(RECORDS TO USE Opens)

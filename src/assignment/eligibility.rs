use std::collections::HashMap;

use super::TeacherId;
use crate::models::common::ClassLevel;
use crate::models::teachers::entities::Teacher;

/// 班级位掩码，每个 ClassLevel 占一位
#[derive(Debug, Clone, Copy, Default, PartialEq, Eq)]
struct LevelMask(u8);

impl LevelMask {
    fn bit(level: ClassLevel) -> u8 {
        match level {
            ClassLevel::Nursery => 0b001,
            ClassLevel::Lkg => 0b010,
            ClassLevel::Ukg => 0b100,
        }
    }

    fn insert(&mut self, level: ClassLevel) {
        self.0 |= Self::bit(level);
    }

    fn contains(self, level: ClassLevel) -> bool {
        self.0 & Self::bit(level) != 0
    }
}

/// 教师任教资格索引
///
/// 构建时拷贝每位教师的班级集合，之后对教师资料的修改不会影响已构建的索引。
/// 未知教师、班级集合为空的教师对任何班级都不具备资格。
#[derive(Debug, Clone, Default)]
pub struct EligibilityIndex {
    levels: HashMap<TeacherId, LevelMask>,
}

impl EligibilityIndex {
    pub fn build(teachers: &[Teacher]) -> Self {
        let mut levels = HashMap::with_capacity(teachers.len());
        for teacher in teachers {
            let mut mask = LevelMask::default();
            for level in &teacher.class_levels {
                mask.insert(*level);
            }
            levels.insert(teacher.id, mask);
        }
        Self { levels }
    }

    pub fn is_eligible(&self, teacher_id: TeacherId, level: ClassLevel) -> bool {
        self.levels
            .get(&teacher_id)
            .is_some_and(|mask| mask.contains(level))
    }

    /// 可带该班级的教师，按 ID 升序
    pub fn eligible_teachers(&self, level: ClassLevel) -> Vec<TeacherId> {
        let mut ids: Vec<TeacherId> = self
            .levels
            .iter()
            .filter(|(_, mask)| mask.contains(level))
            .map(|(id, _)| *id)
            .collect();
        ids.sort_unstable();
        ids
    }

    pub fn contains_teacher(&self, teacher_id: TeacherId) -> bool {
        self.levels.contains_key(&teacher_id)
    }

    pub fn teacher_count(&self) -> usize {
        self.levels.len()
    }
}

#[cfg(test)]
mod tests {
    use super::*;
    use crate::assignment::fixtures::teacher;

    #[test]
    fn test_membership_matches_teacher_levels() {
        let index = EligibilityIndex::build(&[
            teacher(1, &[ClassLevel::Nursery, ClassLevel::Lkg]),
            teacher(2, &[ClassLevel::Ukg]),
        ]);

        for &level in ClassLevel::ALL {
            assert_eq!(
                index.is_eligible(1, level),
                matches!(level, ClassLevel::Nursery | ClassLevel::Lkg)
            );
            assert_eq!(index.is_eligible(2, level), level == ClassLevel::Ukg);
        }
    }

    #[test]
    fn test_empty_set_and_unknown_teacher_are_ineligible() {
        let index = EligibilityIndex::build(&[teacher(7, &[])]);

        assert!(index.contains_teacher(7));
        for &level in ClassLevel::ALL {
            assert!(!index.is_eligible(7, level));
            assert!(!index.is_eligible(99, level));
        }
    }

    #[test]
    fn test_eligible_teachers_sorted() {
        let index = EligibilityIndex::build(&[
            teacher(30, &[ClassLevel::Lkg]),
            teacher(4, &[ClassLevel::Lkg, ClassLevel::Ukg]),
            teacher(12, &[ClassLevel::Lkg]),
            teacher(8, &[ClassLevel::Nursery]),
        ]);

        assert_eq!(index.eligible_teachers(ClassLevel::Lkg), vec![4, 12, 30]);
        assert_eq!(index.eligible_teachers(ClassLevel::Ukg), vec![4]);
        assert_eq!(index.eligible_teachers(ClassLevel::Nursery), vec![8]);
        assert_eq!(index.teacher_count(), 4);
    }

    #[test]
    fn test_index_is_a_snapshot() {
        let mut t = teacher(1, &[ClassLevel::Lkg]);
        let index = EligibilityIndex::build(std::slice::from_ref(&t));

        t.class_levels.clear();
        assert!(index.is_eligible(1, ClassLevel::Lkg));
    }
}
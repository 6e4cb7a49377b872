//! 预导入模块，方便使用

pub use super::progress_entries::{
    ActiveModel as ProgressEntryActiveModel, Entity as ProgressEntries,
    Model as ProgressEntryModel,
};
pub use super::students::{
    ActiveModel as StudentActiveModel, Entity as Students, Model as StudentModel,
};
pub use super::teachers::{
    ActiveModel as TeacherActiveModel, Entity as Teachers, Model as TeacherModel,
};
pub use super::teaching_plans::{
    ActiveModel as TeachingPlanActiveModel, Entity as TeachingPlans, Model as TeachingPlanModel,
};
pub use super::users::{ActiveModel as UserActiveModel, Entity as Users, Model as UserModel};
pub mod entities;
pub mod requests;
pub mod responses;
/// 转义 LIKE 模式中的通配符，搜索词按字面匹配
pub fn escape_like_pattern(input: &str) -> String {
    let mut escaped = String::with_capacity(input.len());
    for c in input.chars() {
        if matches!(c, '\\' | '%' | '_') {
            escaped.push('\\');
        }
        escaped.push(c);
    }
    escaped
}

#[cfg(test)]
mod tests {
    use super::*;

    #[test]
    fn test_escape_like_pattern() {
        assert_eq!(escape_like_pattern("Asha"), "Asha");
        assert_eq!(escape_like_pattern("100%"), "100\\%");
        assert_eq!(escape_like_pattern("a_b"), "a\\_b");
        assert_eq!(escape_like_pattern("c:\\dir"), "c:\\\\dir");
    }
}
use async_trait::async_trait;
use serde::{Serialize, de::DeserializeOwned};
use tracing::debug;

/// 缓存查询结果
#[derive(Debug, Clone, PartialEq)]
pub enum CacheResult<T> {
    Found(T),
    NotFound,
    ExistsButNoValue, // 后端异常，无法判断
}

#[async_trait]
pub trait ObjectCache: Send + Sync {
    async fn get_raw(&self, key: &str) -> CacheResult<String>;
    // ttl 为 0 时使用默认 TTL
    async fn insert_raw(&self, key: String, value: String, ttl: u64);
    async fn remove(&self, key: &str);
    async fn invalidate_all(&self);
}

/// JSON 序列化读写的便捷方法
#[async_trait]
pub trait ObjectCacheExt {
    async fn get_json<T: DeserializeOwned + Send>(&self, key: &str) -> Option<T>;
    async fn insert_json<T: Serialize + Sync>(&self, key: &str, value: &T, ttl: u64);
}

#[async_trait]
impl<C: ObjectCache + ?Sized> ObjectCacheExt for C {
    async fn get_json<T: DeserializeOwned + Send>(&self, key: &str) -> Option<T> {
        match self.get_raw(key).await {
            CacheResult::Found(json) => match serde_json::from_str(&json) {
                Ok(value) => Some(value),
                Err(e) => {
                    debug!("Dropping undecodable cache entry {}: {}", key, e);
                    self.remove(key).await;
                    None
                }
            },
            _ => None,
        }
    }

    async fn insert_json<T: Serialize + Sync>(&self, key: &str, value: &T, ttl: u64) {
        if let Ok(json) = serde_json::to_string(value) {
            self.insert_raw(key.to_string(), json, ttl).await;
        }
    }
}
use actix_web::{HttpRequest, HttpResponse, Result as ActixResult, web};
use once_cell::sync::Lazy;

use crate::middlewares;
use crate::services::DashboardService;

static DASHBOARD_SERVICE: Lazy<DashboardService> = Lazy::new(DashboardService::new_lazy);

pub async fn get_stats(req: HttpRequest) -> ActixResult<HttpResponse> {
    DASHBOARD_SERVICE.get_stats(&req).await
}

pub fn configure_dashboard_routes(cfg: &mut web::ServiceConfig) {
    cfg.service(
        web::scope("/api/v1/dashboard")
            .wrap(middlewares::RequireJWT)
            .route("/stats", web::get().to(get_stats)),
    );
}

(RECORDS TO USE Closes)

* ASSIGNED TASK: Give back the complete data exactly as supplied.

* TASK SOLUTION:
filename src/assignment/eligibility.rs
use std::collections::HashMap;

use super::TeacherId;
use crate::models::common::ClassLevel;
use crate::models::teachers::entities::Teacher;

/// 班级位掩码，每个 ClassLevel 占一位
#[derive(Debug, Clone, Copy, Default, PartialEq, Eq)]
struct LevelMask(u8);

impl LevelMask {
    fn bit(level: ClassLevel) -> u8 {
        match level {
            ClassLevel::Nursery => 0b001,
            ClassLevel::Lkg => 0b010,
            ClassLevel::Ukg => 0b100,
        }
    }

    fn insert(&mut self, level: ClassLevel) {
        self.0 |= Self::bit(level);
    }

    fn contains(self, level: ClassLevel) -> bool {
        self.0 & Self::bit(level) != 0
    }
}

/// 教师任教资格索引
///
/// 构建时拷贝每位教师的班级集合，之后对教师资料的修改不会影响已构建的索引。
/// 未知教师、班级集合为空的教师对任何班级都不具备资格。
#[derive(Debug, Clone, Default)]
pub struct EligibilityIndex {
    levels: HashMap<TeacherId, LevelMask>,
}

impl EligibilityIndex {
    pub fn build(teachers: &[Teacher]) -> Self {
        let mut levels = HashMap::with_capacity(teachers.len());
        for teacher in teachers {
            let mut mask = LevelMask::default();
            for level in &teacher.class_levels {
                mask.insert(*level);
            }
            levels.insert(teacher.id, mask);
        }
        Self { levels }
    }

    pub fn is_eligible(&self, teacher_id: TeacherId, level: ClassLevel) -> bool {
        self.levels
            .get(&teacher_id)
            .is_some_and(|mask| mask.contains(level))
    }

    /// 可带该班级的教师，按 ID 升序
    pub fn eligible_teachers(&self, level: ClassLevel) -> Vec<TeacherId> {
        let mut ids: Vec<TeacherId> = self
            .levels
            .iter()
            .filter(|(_, mask)| mask.contains(level))
            .map(|(id, _)| *id)
            .collect();
        ids.sort_unstable();
        ids
    }

    pub fn contains_teacher(&self, teacher_id: TeacherId) -> bool {
        self.levels.contains_key(&teacher_id)
    }

    pub fn teacher_count(&self) -> usize {
        self.levels.len()
    }
}

#[cfg(test)]
mod tests {
    use super::*;
    use crate::assignment::fixtures::teacher;

    #[test]
    fn test_membership_matches_teacher_levels() {
        let index = EligibilityIndex::build(&[
            teacher(1, &[ClassLevel::Nursery, ClassLevel::Lkg]),
            teacher(2, &[ClassLevel::Ukg]),
        ]);

        for &level in ClassLevel::ALL {
            assert_eq!(
                index.is_eligible(1, level),
                matches!(level, ClassLevel::Nursery | ClassLevel::Lkg)
            );
            assert_eq!(index.is_eligible(2, level), level == ClassLevel::Ukg);
        }
    }

    #[test]
    fn test_empty_set_and_unknown_teacher_are_ineligible() {
        let index = EligibilityIndex::build(&[teacher(7, &[])]);

        assert!(index.contains_teacher(7));
        for &level in ClassLevel::ALL {
            assert!(!index.is_eligible(7, level));
            assert!(!index.is_eligible(99, level));
        }
    }

    #[test]
    fn test_eligible_teachers_sorted() {
        let index = EligibilityIndex::build(&[
            teacher(30, &[ClassLevel::Lkg]),
            teacher(4, &[ClassLevel::Lkg, ClassLevel::Ukg]),
            teacher(12, &[ClassLevel::Lkg]),
            teacher(8, &[ClassLevel::Nursery]),
        ]);

        assert_eq!(index.eligible_teachers(ClassLevel::Lkg), vec![4, 12, 30]);
        assert_eq!(index.eligible_teachers(ClassLevel::Ukg), vec![4]);
        assert_eq!(index.eligible_teachers(ClassLevel::Nursery), vec![8]);
        assert_eq!(index.teacher_count(), 4);
    }

    #[test]
    fn test_index_is_a_snapshot() {
        let mut t = teacher(1, &[ClassLevel::Lkg]);
        let index = EligibilityIndex::build(std::slice::from_ref(&t));

        t.class_levels.clear();
        assert!(index.is_eligible(1, ClassLevel::Lkg));
    }
}
repository 6e4cb7a49377b872
//! 预导入模块，方便使用

pub use super::progress_entries::{
    ActiveModel as ProgressEntryActiveModel, Entity as ProgressEntries,
    Model as ProgressEntryModel,
};
pub use super::students::{
    ActiveModel as StudentActiveModel, Entity as Students, Model as StudentModel,
};
pub use super::teachers::{
    ActiveModel as TeacherActiveModel, Entity as Teachers, Model as TeacherModel,
};
pub use super::teaching_plans::{
    ActiveModel as TeachingPlanActiveModel, Entity as TeachingPlans, Model as TeachingPlanModel,
};
pub use super::users::{ActiveModel as UserActiveModel, Entity as Users, Model as UserModel};
pub mod entities;
pub mod requests;
pub mod responses;
/// 转义 LIKE 模式中的通配符，搜索词按字面匹配
pub fn escape_like_pattern(input: &str) -> String {
    let mut escaped = String::with_capacity(input.len());
    for c in input.chars() {
        if matches!(c, '\\' | '%' | '_') {
            escaped.push('\\');
        }
        escaped.push(c);
    }
    escaped
}

#[cfg(test)]
mod tests {
    use super::*;

    #[test]
    fn test_escape_like_pattern() {
        assert_eq!(escape_like_pattern("Asha"), "Asha");
        assert_eq!(escape_like_pattern("100%"), "100\\%");
        assert_eq!(escape_like_pattern("a_b"), "a\\_b");
        assert_eq!(escape_like_pattern("c:\\dir"), "c:\\\\dir");
    }
}
use async_trait::async_trait;
use serde::{Serialize, de::DeserializeOwned};
use tracing::debug;

/// 缓存查询结果
#[derive(Debug, Clone, PartialEq)]
pub enum CacheResult<T> {
    Found(T),
    NotFound,
    ExistsButNoValue, // 后端异常，无法判断
}

#[async_trait]
pub trait ObjectCache: Send + Sync {
    async fn get_raw(&self, key: &str) -> CacheResult<String>;
    // ttl 为 0 时使用默认 TTL
    async fn insert_raw(&self, key: String, value: String, ttl: u64);
    async fn remove(&self, key: &str);
    async fn invalidate_all(&self);
}

/// JSON 序列化读写的便捷方法
#[async_trait]
pub trait ObjectCacheExt {
    async fn get_json<T: DeserializeOwned + Send>(&self, key: &str) -> Option<T>;
    async fn insert_json<T: Serialize + Sync>(&self, key: &str, value: &T, ttl: u64);
}

#[async_trait]
impl<C: ObjectCache + ?Sized> ObjectCacheExt for C {
    async fn get_json<T: DeserializeOwned + Send>(&self, key: &str) -> Option<T> {
        match self.get_raw(key).await {
            CacheResult::Found(json) => match serde_json::from_str(&json) {
                Ok(value) => Some(value),
                Err(e) => {
                    debug!("Dropping undecodable cache entry {}: {}", key, e);
                    self.remove(key).await;
                    None
                }
            },
            _ => None,
        }
    }

    async fn insert_json<T: Serialize + Sync>(&self, key: &str, value: &T, ttl: u64) {
        if let Ok(json) = serde_json::to_string(value) {
            self.insert_raw(key.to_string(), json, ttl).await;
        }
    }
}
use actix_web::{HttpRequest, HttpResponse, Result as ActixResult, web};
use once_cell::sync::Lazy;

use crate::middlewares;
use crate::services::DashboardService;

static DASHBOARD_SERVICE: Lazy<DashboardService> = Lazy::new(DashboardService::new_lazy);

pub async fn get_stats(req: HttpRequest) -> ActixResult<HttpResponse> {
    DASHBOARD_SERVICE.get_stats(&req).await
}

pub fn configure_dashboard_routes(cfg: &mut web::ServiceConfig) {
    cfg.service(
        web::scope("/api/v1/dashboard")
            .wrap(middlewares::RequireJWT)
            .route("/stats", web::get().to(get_stats)),
    );
}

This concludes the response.